Standing on the dark street corner with the black, quiet night squeezing him like a fist from all sides, Will suddenly remembered something he had not thought of in a very long time. He remembered walking home from school to the orphanage, before he had been adopted by the alchemist, and seeing Kevin Donnell turn left in front of him and pass through a pretty painted gate.
It was snowing, and late, and already getting dark, and as Will had passed by Kevin Donnell’s house, he had seen a door flung open. He had seen light and warmth and the big, comforting silhouette of a woman inside of it.
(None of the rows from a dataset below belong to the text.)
//! Station callsigns and SSIDs

use std::fmt;
use std::str::FromStr;

use crate::error::{ConfigToolError, ToolResult};

pub const MAX_CALLSIGN_LEN: usize = 6;
pub const MAX_SSID: u8 = 15;

/// Uppercase alphanumeric callsign, 1 to 6 characters
#[derive(Debug, Clone, PartialEq, Eq, Hash)]
pub struct Callsign(pub(crate) String);

impl Callsign {
    pub fn new(text: &str) -> ToolResult<Self> {
        let call = text.trim().to_ascii_uppercase();

        if call.is_empty() {
            return Err(ConfigToolError::validation("callsign", "must not be empty"));
        }
        if call.len() > MAX_CALLSIGN_LEN {
            return Err(ConfigToolError::validation(
                "callsign",
                format!("'{call}' is longer than {MAX_CALLSIGN_LEN} characters"),
            ));
        }
        if !call.chars().all(|c| c.is_ascii_alphanumeric()) {
            return Err(ConfigToolError::validation(
                "callsign",
                format!("'{call}' must contain only letters and digits"),
            ));
        }

        Ok(Self(call))
    }

    pub fn as_str(&self) -> &str {
        &self.0
    }
}

impl FromStr for Callsign {
    type Err = ConfigToolError;

    fn from_str(s: &str) -> Result<Self, Self::Err> {
        Self::new(s)
    }
}

impl fmt::Display for Callsign {
    fn fmt(&self, f: &mut fmt::Formatter<'_>) -> fmt::Result {
        f.write_str(&self.0)
    }
}

/// Secondary station identifier, 0 to 15
#[derive(Debug, Clone, Copy, PartialEq, Eq, PartialOrd, Ord, Hash, Default)]
pub struct Ssid(pub(crate) u8);

impl Ssid {
    pub fn new(value: u8) -> ToolResult<Self> {
        if value > MAX_SSID {
            return Err(ConfigToolError::validation(
                "SSID",
                format!("{value} is outside 0-{MAX_SSID}"),
            ));
        }
        Ok(Self(value))
    }

    pub fn value(&self) -> u8 {
        self.0
    }
}

impl FromStr for Ssid {
    type Err = ConfigToolError;

    fn from_str(s: &str) -> Result<Self, Self::Err> {
        let trimmed = s.trim();
        let value: u8 = trimmed.parse().map_err(|_| {
            ConfigToolError::validation("SSID", format!("'{trimmed}' is not a number"))
        })?;
        Self::new(value)
    }
}

impl fmt::Display for Ssid {
    fn fmt(&self, f: &mut fmt::Formatter<'_>) -> fmt::Result {
        write!(f, "{}", self.0)
    }
}

/// A callsign with its SSID, written `CALL-SSID` (`CALL` alone when SSID is 0)
#[derive(Debug, Clone, PartialEq, Eq, Hash)]
pub struct CallSsid {
    pub call: Callsign,
    pub ssid: Ssid,
}

impl CallSsid {
    pub fn new(call: Callsign, ssid: Ssid) -> Self {
        Self { call, ssid }
    }
}

impl FromStr for CallSsid {
    type Err = ConfigToolError;

    /// A trailing `*` (digipeated marker in device output) is ignored.
    fn from_str(s: &str) -> Result<Self, Self::Err> {
        let text = s.trim().trim_end_matches('*');
        match text.split_once('-') {
            Some((call, ssid)) => Ok(Self::new(call.parse()?, ssid.parse()?)),
            None => Ok(Self::new(text.parse()?, Ssid::default())),
        }
    }
}

impl fmt::Display for CallSsid {
    fn fmt(&self, f: &mut fmt::Formatter<'_>) -> fmt::Result {
        if self.ssid.value() == 0 {
            write!(f, "{}", self.call)
        } else {
            write!(f, "{}-{}", self.call, self.ssid)
        }
    }
}

#[cfg(test)]
mod tests {
    use super::*;

    #[test]
    fn callsign_is_uppercased() {
        let call = Callsign::new("bg5hhp").unwrap();
        assert_eq!(call.as_str(), "BG5HHP");
    }

    #[test]
    fn callsign_rejects_long_and_symbolic_input() {
        assert!(Callsign::new("BG5HHPX").is_err());
        assert!(Callsign::new("BG/HHP").is_err());
        assert!(Callsign::new("  ").is_err());
    }

    #[test]
    fn ssid_range_is_enforced() {
        assert_eq!(Ssid::new(15).unwrap().value(), 15);
        assert!(Ssid::new(16).is_err());
        assert!("x".parse::<Ssid>().is_err());
    }

    #[test]
    fn call_ssid_parses_with_and_without_suffix() {
        let full: CallSsid = "BG5HHP-1".parse().unwrap();
        assert_eq!(full.call.as_str(), "BG5HHP");
        assert_eq!(full.ssid.value(), 1);

        let bare: CallSsid = "APTB01".parse().unwrap();
        assert_eq!(bare.ssid.value(), 0);
        assert_eq!(bare.to_string(), "APTB01");
    }

    #[test]
    fn digipeated_marker_is_ignored() {
        let hop: CallSsid = "WIDE1-1*".parse().unwrap();
        assert_eq!(hop.to_string(), "WIDE1-1");
    }
}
He had smelled meat and soap and heard a soft trilling voice saying, Come inside, you must be freezing. . . . And the pain had been so sharp and deep inside of him for a second that he had looked around, thinking he must have walked straight into the point of a knife.
Looking at the girl in the attic window was like looking into Kevin Donnell’s house, but without the pain.
And at that moment Will vowed that he would never let anything bad happen to the girl in the window. The idea was immediate and deadly serious; he could not let anything bad happen to her. He had some vague idea that it would be terrible for himself.
Church bells boomed out suddenly, shattering the silence, and Will jumped. Two o’clock in the morning already! He had been gone from the alchemist’s for more than an hour, and he had yet to complete the tasks he had been sent out to perform.
“Go straight to the Lady Premiere,” the alchemist had said, pressing the wooden box into Will’s arms. “Do not stop for anyone. Hurry right there, and give this to her. Do not let anyone else see it or touch it. You are carrying great magic with you! Huge magic. The biggest I have ever made. The biggest I have ever attempted.”
Will had stifled a yawn and tried to look serious. Every time the alchemist made a new potion, he said it was his greatest yet, and Will had difficulty being impressed by the words nowadays.
The alchemist, perhaps sensing this, had muttered, “Useless,” under his breath. Then, frowning, he had given Will a handwritten list of items to collect from Mr. Gray, after the delivery was complete.
And now it was two o’clock, and Will had neither seen the Lady Premiere nor visited Mr. Gray at his work space.
Will made a sudden decision. The Lady Premiere lived all the way on the other side of the city, near the alchemist’s shop, while the gray man was no more than a few blocks away from where he was standing. If he delivered the magic first, he would have to cross the whole city, then cross back, then cross back again, and he would not be home in time to sleep more than an hour. Really, he should not have come to see the girl in the window; it was absurd. But he could not feel even a little bit bad about it. In fact he felt better than he had in days.
No. He would go to Mr. Gray first and then deliver the magic to the Lady on his way back to the shop, and the alchemist would never know the difference. Besides—Will shifted the box again—the potion was no doubt an everyday kind of magic dust, for curing warts or growing hair or keeping memories longer or something like that.
Will dug into his pocket and pulled out the crumpled list the alchemist had scrawled hastily on a scrap of paper. Nothing too unusual: a dead man’s beard, some fingernail clippings, two chicken heads, the eye of a blind frog.
Yes, Will decided, casting one last look at the girl in the window before setting off. Groceries first; and after that, the magic.
Up in her room, Liesl drew a train with wings, floating through the sky.
Chapter Three
AT THE END OF A TINY, WINDY STREET AND DOWN a steep flight of narrow wooden stairs and past a sign that said
THE ATELIER OF GRAY.
BODY DISPOSAL, CORPSES,
ANIMAL AND HUMAN PARTS (SINCE 1885),
Mr. Gray was feeling very annoyed.
For the fourth time in two weeks, Mr. Gray was completely and entirely out of urns.
The problem was how rapidly people were dying. If they would just stop dying, stop even for a week to give his urn maker and his casket maker time to catch up . . .
He stroked his chin thoughtfully. Perhaps he could request that the mayor order that there be no deaths for a week? Or impose a death tax? He shook his head. No, no, impossible.